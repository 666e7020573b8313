//! Wire-shaped records for the hosted collections plus the checkout data
//! they carry, implementing the [`Record`](crate::store::Record) trait where
//! they are stored.

pub mod dish;
pub mod order;

pub use dish::*;
pub use order::*;
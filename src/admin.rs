//! # Admin Management
//!
//! The owner's surface: dish CRUD with bounded image uploads, the persisted
//! favorite toggle, and the read-only order listing.
//!
//! The panel keeps a local copy of the dish list and patches it in place as
//! operations confirm. The favorite toggle is applied optimistically and
//! rolled back if the store refuses the write — local state is never left
//! diverged from storage.

use std::sync::Arc;

use thiserror::Error;
use tracing::{info, warn};

use crate::clients::{CollectionApi, DishClient, OrderClient};
use crate::dish_store::DishError;
use crate::model::{Dish, DishCreate, DishUpdate, Order};
use crate::order_store::OrderError;
use crate::services::images::{
    bounded_upload, ImageCompressor, ImageError, ImageHost, ImageLimits,
};

/// Errors surfaced by the admin panel.
#[derive(Debug, Clone, Error, PartialEq)]
pub enum AdminError {
    /// A required form field was empty; nothing was attempted.
    #[error("Missing required field: {0}")]
    MissingField(&'static str),

    #[error("Dish not found: {0}")]
    UnknownDish(String),

    #[error(transparent)]
    Image(#[from] ImageError),

    #[error(transparent)]
    Dish(#[from] DishError),

    #[error(transparent)]
    Orders(#[from] OrderError),
}

/// Form for creating a dish: every field is required.
#[derive(Debug, Clone)]
pub struct NewDishForm {
    pub name: String,
    pub price: String,
    pub in_stock: bool,
    pub image: Vec<u8>,
}

/// Form for editing a dish. `new_image: None` keeps the stored photo.
#[derive(Debug, Clone)]
pub struct EditDishForm {
    pub name: String,
    pub price: String,
    pub in_stock: bool,
    pub new_image: Option<Vec<u8>>,
}

/// The answer to the "are you sure?" prompt a delete requires.
#[derive(Debug, Clone, Copy, PartialEq, Eq)]
pub enum DeleteConfirmation {
    Confirmed,
    Declined,
}

/// The admin panel over the hosted collections and the image host.
pub struct AdminPanel {
    dishes: DishClient,
    orders: OrderClient,
    image_host: Arc<dyn ImageHost>,
    compressor: Arc<dyn ImageCompressor>,
    limits: ImageLimits,
    preset: String,
    local: Vec<Dish>,
}

impl AdminPanel {
    pub fn new(
        dishes: DishClient,
        orders: OrderClient,
        image_host: Arc<dyn ImageHost>,
        compressor: Arc<dyn ImageCompressor>,
        limits: ImageLimits,
        preset: impl Into<String>,
    ) -> Self {
        Self {
            dishes,
            orders,
            image_host,
            compressor,
            limits,
            preset: preset.into(),
            local: Vec::new(),
        }
    }

    /// Reloads the local dish list from storage.
    pub async fn refresh(&mut self) -> Result<(), AdminError> {
        self.local = self.dishes.list_dishes().await?;
        info!(count = self.local.len(), "Admin dish list loaded");
        Ok(())
    }

    /// The panel's current copy of the dish list.
    pub fn dishes(&self) -> &[Dish] {
        &self.local
    }

    /// Creates a dish: bound and upload the image, write the record, and
    /// append it to the local list.
    pub async fn add_dish(&mut self, form: NewDishForm) -> Result<Dish, AdminError> {
        if form.name.trim().is_empty() {
            return Err(AdminError::MissingField("name"));
        }
        if form.price.trim().is_empty() {
            return Err(AdminError::MissingField("price"));
        }
        if form.image.is_empty() {
            return Err(AdminError::MissingField("image"));
        }

        let image_url = bounded_upload(
            self.image_host.as_ref(),
            self.compressor.as_ref(),
            &self.limits,
            form.image,
            &self.preset,
        )
        .await?;

        let dish = self
            .dishes
            .add_dish(DishCreate {
                name: form.name,
                price: form.price,
                in_stock: form.in_stock,
                image_url,
            })
            .await?;

        self.local.push(dish.clone());
        info!(dish_id = %dish.id, "Dish added");
        Ok(dish)
    }

    /// Edits a dish. Without a new image the stored URL is kept; the local
    /// list is patched in place with the record the store returns.
    pub async fn update_dish(&mut self, id: &str, form: EditDishForm) -> Result<Dish, AdminError> {
        let image_url = match form.new_image {
            Some(image) => Some(
                bounded_upload(
                    self.image_host.as_ref(),
                    self.compressor.as_ref(),
                    &self.limits,
                    image,
                    &self.preset,
                )
                .await?,
            ),
            None => None,
        };

        let updated = self
            .dishes
            .update_dish(
                id.to_string(),
                DishUpdate {
                    name: Some(form.name),
                    price: Some(form.price),
                    in_stock: Some(form.in_stock),
                    image_url,
                },
            )
            .await?;

        if let Some(slot) = self.local.iter_mut().find(|d| d.id == id) {
            *slot = updated.clone();
        }
        info!(dish_id = %id, "Dish updated");
        Ok(updated)
    }

    /// Deletes a dish after explicit confirmation; declining is a no-op.
    ///
    /// A dish already gone from storage still counts as deleted.
    pub async fn delete_dish(
        &mut self,
        id: &str,
        confirmation: DeleteConfirmation,
    ) -> Result<bool, AdminError> {
        if confirmation == DeleteConfirmation::Declined {
            return Ok(false);
        }

        self.dishes.delete(id.to_string()).await?;
        self.local.retain(|d| d.id != id);
        info!(dish_id = %id, "Dish deleted");
        Ok(true)
    }

    /// Toggles a dish's favorite flag: optimistic local flip, persisted
    /// immediately, rolled back if the write fails.
    pub async fn toggle_favorite(&mut self, id: &str) -> Result<bool, AdminError> {
        let dish = self
            .local
            .iter_mut()
            .find(|d| d.id == id)
            .ok_or_else(|| AdminError::UnknownDish(id.to_string()))?;

        let previous = dish.favorite;
        let target = !previous;
        dish.favorite = target;

        match self.dishes.set_favorite(id.to_string(), target).await {
            Ok(stored) => {
                if let Some(dish) = self.local.iter_mut().find(|d| d.id == id) {
                    dish.favorite = stored;
                }
                Ok(stored)
            }
            Err(e) => {
                if let Some(dish) = self.local.iter_mut().find(|d| d.id == id) {
                    dish.favorite = previous;
                }
                warn!(dish_id = %id, error = %e, "Favorite toggle rolled back");
                Err(e.into())
            }
        }
    }

    /// All submitted orders, most recent first.
    pub async fn recent_orders(&self) -> Result<Vec<Order>, AdminError> {
        Ok(self.orders.recent_orders().await?)
    }
}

= = = =

*THE PROBLEM:*
Which lines above hold the string "place"? Show each of them.

*RESULT:*
//! The panel keeps a local copy of the dish list and patches it in place as
    /// list is patched in place with the record the store returns.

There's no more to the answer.